What is required ▸ Write out every line exactly, from the first line of the records below through the line that contains "created or a file".

***

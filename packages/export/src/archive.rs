//! ZIP bundling of saved images.

use std::collections::BTreeSet;
use std::fs::File;
use std::path::{Path, PathBuf};

use zip::ZipWriter;
use zip::write::SimpleFileOptions;

use crate::ExportError;

/// Writes every existing file in `paths` to a new archive at `dest`, each
/// as a deflated entry named by its file name.
///
/// Missing files and repeated entry names are skipped with a warning.
/// Returns the number of entries written.
///
/// # Errors
///
/// Returns [`ExportError`] if the archive cannot be created or a file
/// cannot be copied into it.
pub fn zip_files(paths: &[PathBuf], dest: &Path) -> Result<usize, ExportError> {
    let file = File::create(dest)?;
    let mut zip_writer = ZipWriter::new(file);
    let options =
        SimpleFileOptions::default().compression_method(zip::CompressionMethod::Deflated);

    let mut names = BTreeSet::new();
    for path in paths {
        let Some(name) = path.file_name().and_then(|n| n.to_str()) else {
            log::warn!("Skipping {}: no usable file name", path.display());
            continue;
        };
        if !path.is_file() {
            log::warn!("Skipping {}: not found", path.display());
            continue;
        }
        if !names.insert(name.to_owned()) {
            log::warn!("Skipping {}: duplicate entry name", path.display());
            continue;
        }

        zip_writer.start_file(name, options)?;
        let mut source = File::open(path)?;
        std::io::copy(&mut source, &mut zip_writer)?;
    }
    zip_writer.finish()?;

    log::info!("Archived {} file(s) to {}", names.len(), dest.display());
    Ok(names.len())
}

***

Task answer ▸
filename packages/export/src/archive.rs
//! ZIP bundling of saved images.

use std::collections::BTreeSet;
use std::fs::File;
use std::path::{Path, PathBuf};

use zip::ZipWriter;
use zip::write::SimpleFileOptions;

use crate::ExportError;

/// Writes every existing file in `paths` to a new archive at `dest`, each
/// as a deflated entry named by its file name.
///
/// Missing files and repeated entry names are skipped with a warning.
/// Returns the number of entries written.
///
/// # Errors
///
/// Returns [`ExportError`] if the archive cannot be created or a file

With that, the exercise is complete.